Evolutionary dynamics of populations with genotype-phenotype map

• Autores: Esther Ibáñez Marcelo
• Directores de la Tesis: Marta Casanellas Rius (dir. tes.), Tomás Alarcón (dir. tes.)
• Lectura: En la Universitat Politècnica de Catalunya (UPC) ( España ) en 2014
• Idioma: inglés
• Tribunal Calificador de la Tesis: María de los Ángeles Serrano Moral (presid.), Antoni Guillamon Grabolosa (secret.), Jacobo Aguirre Araujo (voc.)
• Materias:
  • Ciencias de la vida
    • Biomatemáticas
• Enlaces
  • Tesis en acceso abierto en: TDX
• Resumen

  • In this thesis we develop a multi-scale model of the evolutionary dynamics of a population of cells, which accounts for the mapping between genotype and phenotype as determined by a model of the gene regulatory network. We study topological properties of genotype-phenotype networks obtained from the multi-scale model.

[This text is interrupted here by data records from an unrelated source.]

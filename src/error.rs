//! Compiler error taxonomy.
//!
//! Every failure mode of the pipeline is one variant of [`CompileError`].
//! Semantic errors carry a [`NodePath`] identifying the offending
//! stencil/statement/expression, since the input is a serialized blob
//! with no source spans to point at.

use std::fmt;

/// Breadcrumb path to an IR node, innermost segment last.
#[derive(Clone, Debug, Default, PartialEq, Eq)]
pub struct NodePath {
    segments: Vec<String>,
}

impl NodePath {
    pub fn new() -> Self {
        Self::default()
    }

    /// Path rooted at a stencil.
    pub fn stencil(name: &str) -> Self {
        NodePath {
            segments: vec![format!("stencil '{}'", name)],
        }
    }

    /// Extend the path with one segment, returning the child path.
    pub fn child(&self, segment: impl Into<String>) -> Self {
        let mut segments = self.segments.clone();
        segments.push(segment.into());
        NodePath { segments }
    }

    /// Child path for the `index`-th statement at the current level.
    pub fn statement(&self, index: usize) -> Self {
        self.child(format!("statement {}", index))
    }

    pub fn is_empty(&self) -> bool {
        self.segments.is_empty()
    }
}

impl fmt::Display for NodePath {
    fn fmt(&self, f: &mut fmt::Formatter<'_>) -> fmt::Result {
        for (i, segment) in self.segments.iter().enumerate() {
            if i > 0 {
                write!(f, " > ")?;
            }
            write!(f, "{}", segment)?;
        }
        Ok(())
    }
}

/// All errors the pipeline can produce. Deterministic given the input;
/// retrying without changing the input is pointless.
#[derive(Clone, Debug, PartialEq, Eq)]
pub enum CompileError {
    /// Malformed constructor input, caught at build time.
    InvalidArgument { message: String },
    /// Wire bytes do not match the expected schema.
    MalformedInput { message: String },
    /// Validated IR violates a cross-entity invariant.
    Semantic { message: String, path: NodePath },
    /// Backend selector names no registered backend.
    UnsupportedBackend { name: String },
    /// Lowered tree contains a node outside the backend's allow-list.
    UnsupportedConstruct { construct: String, backend: String },
}

impl CompileError {
    pub fn invalid_argument(message: impl Into<String>) -> Self {
        CompileError::InvalidArgument {
            message: message.into(),
        }
    }

    pub fn malformed_input(message: impl Into<String>) -> Self {
        CompileError::MalformedInput {
            message: message.into(),
        }
    }

    pub fn semantic(message: impl Into<String>, path: NodePath) -> Self {
        CompileError::Semantic {
            message: message.into(),
            path,
        }
    }

    pub fn unsupported_backend(name: impl Into<String>) -> Self {
        CompileError::UnsupportedBackend { name: name.into() }
    }

    pub fn unsupported_construct(
        construct: impl Into<String>,
        backend: impl Into<String>,
    ) -> Self {
        CompileError::UnsupportedConstruct {
            construct: construct.into(),
            backend: backend.into(),
        }
    }
}

impl fmt::Display for CompileError {
    fn fmt(&self, f: &mut fmt::Formatter<'_>) -> fmt::Result {
        match self {
            CompileError::InvalidArgument { message } => {
                write!(f, "invalid argument: {}", message)
            }
            CompileError::MalformedInput { message } => {
                write!(f, "malformed input: {}", message)
            }
            CompileError::Semantic { message, path } => {
                if path.is_empty() {
                    write!(f, "semantic error: {}", message)
                } else {
                    write!(f, "semantic error at {}: {}", path, message)
                }
            }
            CompileError::UnsupportedBackend { name } => {
                write!(f, "unsupported backend: '{}'", name)
            }
            CompileError::UnsupportedConstruct { construct, backend } => {
                write!(
                    f,
                    "unsupported construct for backend '{}': {}",
                    backend, construct
                )
            }
        }
    }
}

impl std::error::Error for CompileError {}

#[cfg(test)]
mod tests {
    use super::*;

    #[test]
    fn test_path_display() {
        let path = NodePath::stencil("copy").statement(0).child("reduce");
        assert_eq!(format!("{}", path), "stencil 'copy' > statement 0 > reduce");
    }

    #[test]
    fn test_path_child_does_not_mutate_parent() {
        let parent = NodePath::stencil("s");
        let _child = parent.statement(3);
        assert_eq!(format!("{}", parent), "stencil 's'");
    }

    #[test]
    fn test_semantic_display() {
        let err = CompileError::semantic(
            "field 'in' is not declared",
            NodePath::stencil("copy").statement(1),
        );
        assert_eq!(
            format!("{}", err),
            "semantic error at stencil 'copy' > statement 1: field 'in' is not declared"
        );
    }

    #[test]
    fn test_semantic_display_without_path() {
        let err = CompileError::semantic("empty SIR", NodePath::new());
        assert_eq!(format!("{}", err), "semantic error: empty SIR");
    }

    #[test]
    fn test_other_variant_display() {
        assert_eq!(
            format!("{}", CompileError::unsupported_backend("DoesNotExist")),
            "unsupported backend: 'DoesNotExist'"
        );
        assert_eq!(
            format!(
                "{}",
                CompileError::unsupported_construct("Cartesian field 'f'", "CXXNaiveIco")
            ),
            "unsupported construct for backend 'CXXNaiveIco': Cartesian field 'f'"
        );
        assert_eq!(
            format!("{}", CompileError::invalid_argument("empty field name")),
            "invalid argument: empty field name"
        );
        assert_eq!(
            format!("{}", CompileError::malformed_input("unknown kind tag")),
            "malformed input: unknown kind tag"
        );
    }
}
//! Constructor functions for SIR entities.
//!
//! One `make_*` function per entity. Each validates only its own
//! locally-checkable constraints (non-empty name, non-empty chain,
//! rank >= 1) and fails with `InvalidArgument`, so a constructor never
//! returns a partially invalid value. Cross-entity invariants (field
//! resolution, chain adjacency, interval ordering) belong to the
//! driver's validation pass.

use crate::error::CompileError;
use crate::sir::{
    AssignmentStmt, Bound, BuiltinType, Direction, Expr, Field, FieldAccess, FieldDimensions,
    GridType, Interval, LevelMarker, LocationType, NeighborChain, Sir, Stencil, Stmt,
    VerticalRegionStmt,
};

fn require_name(what: &str, name: &str) -> Result<(), CompileError> {
    if name.trim().is_empty() {
        return Err(CompileError::invalid_argument(format!(
            "{} name must not be empty",
            what
        )));
    }
    Ok(())
}

/// Unstructured field dimensions: anchored at a location, rank >= 1.
pub fn make_field_dimensions_unstructured(
    location: LocationType,
    rank: u32,
) -> Result<FieldDimensions, CompileError> {
    if rank == 0 {
        return Err(CompileError::invalid_argument(
            "field rank must be at least 1",
        ));
    }
    Ok(FieldDimensions::Unstructured { location, rank })
}

/// Cartesian field dimensions, rank >= 1.
pub fn make_field_dimensions_cartesian(rank: u32) -> Result<FieldDimensions, CompileError> {
    if rank == 0 {
        return Err(CompileError::invalid_argument(
            "field rank must be at least 1",
        ));
    }
    Ok(FieldDimensions::Cartesian { rank })
}

pub fn make_field(name: &str, dimensions: FieldDimensions) -> Result<Field, CompileError> {
    require_name("field", name)?;
    Ok(Field {
        name: name.to_string(),
        dimensions,
    })
}

/// Interval over `[lower_marker + lower_offset, upper_marker + upper_offset]`.
pub fn make_interval(
    lower_marker: LevelMarker,
    upper_marker: LevelMarker,
    lower_offset: i32,
    upper_offset: i32,
) -> Interval {
    Interval {
        lower: Bound {
            marker: lower_marker,
            offset: lower_offset,
        },
        upper: Bound {
            marker: upper_marker,
            offset: upper_offset,
        },
    }
}

pub fn make_literal(value: &str, ty: BuiltinType) -> Result<Expr, CompileError> {
    if value.trim().is_empty() {
        return Err(CompileError::invalid_argument(
            "literal value must not be empty",
        ));
    }
    Ok(Expr::Literal {
        value: value.to_string(),
        ty,
    })
}

/// Field read at the primary (iteration) element.
pub fn make_field_access(field: &str) -> Result<Expr, CompileError> {
    require_name("field", field)?;
    Ok(Expr::FieldAccess(FieldAccess {
        field: field.to_string(),
        horizontal_offset: false,
    }))
}

/// Field read at the iterated neighbor element (reduction bodies only).
pub fn make_offset_field_access(field: &str) -> Result<Expr, CompileError> {
    require_name("field", field)?;
    Ok(Expr::FieldAccess(FieldAccess {
        field: field.to_string(),
        horizontal_offset: true,
    }))
}

pub fn make_neighbor_chain(locations: Vec<LocationType>) -> Result<NeighborChain, CompileError> {
    if locations.is_empty() {
        return Err(CompileError::invalid_argument(
            "neighbor chain must not be empty",
        ));
    }
    Ok(NeighborChain::from_vec(locations))
}

pub fn make_binary(op: &str, lhs: Expr, rhs: Expr) -> Result<Expr, CompileError> {
    if op.trim().is_empty() {
        return Err(CompileError::invalid_argument(
            "binary operator must not be empty",
        ));
    }
    Ok(Expr::Binary {
        op: op.to_string(),
        lhs: Box::new(lhs),
        rhs: Box::new(rhs),
    })
}

/// Reduction folding `op` over the neighbors reached via `chain`,
/// seeded with `init`, evaluating `rhs` once per neighbor.
pub fn make_reduction_over_neighbors(
    op: &str,
    rhs: Expr,
    init: Expr,
    chain: NeighborChain,
) -> Result<Expr, CompileError> {
    if op.trim().is_empty() {
        return Err(CompileError::invalid_argument(
            "reduction operator must not be empty",
        ));
    }
    Ok(Expr::ReductionOverNeighbors {
        op: op.to_string(),
        rhs: Box::new(rhs),
        init: Box::new(init),
        chain,
    })
}

/// `left op right`. The left side must be a field access expression.
pub fn make_assignment(left: Expr, right: Expr, op: &str) -> Result<Stmt, CompileError> {
    if op.trim().is_empty() {
        return Err(CompileError::invalid_argument(
            "assignment operator must not be empty",
        ));
    }
    let left = match left {
        Expr::FieldAccess(access) => access,
        other => {
            return Err(CompileError::invalid_argument(format!(
                "assignment target must be a field access, got '{}'",
                other
            )))
        }
    };
    Ok(Stmt::Assignment(AssignmentStmt {
        left,
        op: op.to_string(),
        right,
    }))
}

pub fn make_vertical_region(
    body: Vec<Stmt>,
    interval: Interval,
    direction: Direction,
) -> Result<Stmt, CompileError> {
    if body.is_empty() {
        return Err(CompileError::invalid_argument(
            "vertical region body must not be empty",
        ));
    }
    Ok(Stmt::VerticalRegion(VerticalRegionStmt {
        body,
        interval,
        direction,
    }))
}

pub fn make_stencil(
    name: &str,
    fields: Vec<Field>,
    ast: Vec<Stmt>,
) -> Result<Stencil, CompileError> {
    require_name("stencil", name)?;
    if ast.is_empty() {
        return Err(CompileError::invalid_argument(
            "stencil AST must not be empty",
        ));
    }
    Ok(Stencil {
        name: name.to_string(),
        fields,
        ast,
    })
}

pub fn make_sir(
    filename: &str,
    grid_type: GridType,
    stencils: Vec<Stencil>,
) -> Result<Sir, CompileError> {
    require_name("output file", filename)?;
    if stencils.is_empty() {
        return Err(CompileError::invalid_argument(
            "SIR must contain at least one stencil",
        ));
    }
    Ok(Sir {
        filename: filename.to_string(),
        grid_type,
        stencils,
    })
}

Moreover, we study the problem of evolutionary escape and survival taking into account a genotype-phenotype map. An outstanding feature of populations with genotype-phenotype map is that selective pressures are determined by the phenotype, rather than genotypes. Our multi-scale model generates the evolution of a genotype-phenotype network represented by a pseudo-bipartite graph, that allows formulate a topological definition of the concepts of robustness and evolvability. We further study the problem of evolutionary escape for cell populations with genotype-phenotype map, based on a multi-type branching process. We present a comparative analysis between genotype-phenotype networks obtained from the multi-scale model and networks constructed assuming that the genotype space is a regular hypercube. We compare the effects on the probability of escape and the escape rate associated to the evolutionary dynamics between both classes of graphs. We further the study of evolutionary escape by analysing the long term survival conditioned to escape. Traditional approaches to the study of escape assume that the reproduction number of the escape genotype approaches infinity, and, therefore, survival is a surrogate of escape. Here, we analyse the process of survival upon escape by taking advantage of the fact that the natural setting of the escape problem endows the system with a separation of time scales: an initial, fast-decaying regime where escape actually occurs, is followed by a much slower dynamics within the (neutral network of) the escape phenotype. The probability of survival is analysed in terms of topological features of the neutral network of the escape phenotype.